── DATA FOR THIS EXERCISE

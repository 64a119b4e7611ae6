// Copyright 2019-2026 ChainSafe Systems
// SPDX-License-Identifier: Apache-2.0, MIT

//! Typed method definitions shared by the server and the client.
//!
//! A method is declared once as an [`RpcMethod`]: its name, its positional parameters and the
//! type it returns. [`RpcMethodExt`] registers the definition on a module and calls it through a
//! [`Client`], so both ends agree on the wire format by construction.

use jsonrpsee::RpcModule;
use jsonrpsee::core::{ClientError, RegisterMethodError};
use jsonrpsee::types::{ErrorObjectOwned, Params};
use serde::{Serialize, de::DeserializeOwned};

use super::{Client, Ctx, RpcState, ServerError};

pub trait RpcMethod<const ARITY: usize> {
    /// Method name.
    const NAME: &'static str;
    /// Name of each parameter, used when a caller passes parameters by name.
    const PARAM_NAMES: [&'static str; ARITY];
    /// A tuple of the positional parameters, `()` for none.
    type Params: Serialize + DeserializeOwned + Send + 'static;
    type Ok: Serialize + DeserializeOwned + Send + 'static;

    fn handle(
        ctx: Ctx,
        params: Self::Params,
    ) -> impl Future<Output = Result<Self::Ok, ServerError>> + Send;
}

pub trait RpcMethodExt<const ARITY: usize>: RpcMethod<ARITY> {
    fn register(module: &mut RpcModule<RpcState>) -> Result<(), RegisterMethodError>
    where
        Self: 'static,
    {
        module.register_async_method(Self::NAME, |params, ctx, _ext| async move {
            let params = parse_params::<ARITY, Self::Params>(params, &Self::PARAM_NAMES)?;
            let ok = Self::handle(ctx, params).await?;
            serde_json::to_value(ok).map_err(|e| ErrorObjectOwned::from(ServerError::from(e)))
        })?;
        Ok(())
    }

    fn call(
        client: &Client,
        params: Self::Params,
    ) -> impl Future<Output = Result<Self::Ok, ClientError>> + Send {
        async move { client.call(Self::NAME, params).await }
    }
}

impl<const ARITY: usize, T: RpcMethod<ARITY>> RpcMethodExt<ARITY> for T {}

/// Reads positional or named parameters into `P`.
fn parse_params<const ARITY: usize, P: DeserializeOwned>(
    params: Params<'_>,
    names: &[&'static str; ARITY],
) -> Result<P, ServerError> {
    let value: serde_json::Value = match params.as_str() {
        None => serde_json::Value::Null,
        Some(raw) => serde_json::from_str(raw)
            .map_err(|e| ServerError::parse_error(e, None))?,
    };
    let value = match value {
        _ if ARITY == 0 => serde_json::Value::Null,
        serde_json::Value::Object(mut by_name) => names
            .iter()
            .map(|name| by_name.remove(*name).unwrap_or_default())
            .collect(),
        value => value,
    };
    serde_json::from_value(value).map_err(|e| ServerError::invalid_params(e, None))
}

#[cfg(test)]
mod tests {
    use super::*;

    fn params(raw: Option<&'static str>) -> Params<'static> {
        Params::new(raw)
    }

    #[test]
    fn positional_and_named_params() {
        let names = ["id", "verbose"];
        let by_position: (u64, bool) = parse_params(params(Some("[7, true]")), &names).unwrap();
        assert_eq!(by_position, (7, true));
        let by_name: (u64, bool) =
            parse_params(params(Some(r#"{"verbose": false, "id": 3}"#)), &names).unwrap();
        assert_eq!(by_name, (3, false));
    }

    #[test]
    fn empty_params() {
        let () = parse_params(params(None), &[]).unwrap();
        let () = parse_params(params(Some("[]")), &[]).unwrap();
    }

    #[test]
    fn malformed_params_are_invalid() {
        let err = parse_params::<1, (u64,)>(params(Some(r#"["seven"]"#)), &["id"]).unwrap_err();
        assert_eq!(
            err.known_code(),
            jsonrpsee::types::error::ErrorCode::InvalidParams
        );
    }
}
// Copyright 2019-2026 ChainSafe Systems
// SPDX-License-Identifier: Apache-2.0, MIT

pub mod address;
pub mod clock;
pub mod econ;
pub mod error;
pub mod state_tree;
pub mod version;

────

◆ WHAT TO WORK ON ◆
Pull each line containing the word "await" out of the data above.

◆ YOUR SOLUTION ◆
            let ok = Self::handle(ctx, params).await?;
        async move { client.call(Self::NAME, params).await }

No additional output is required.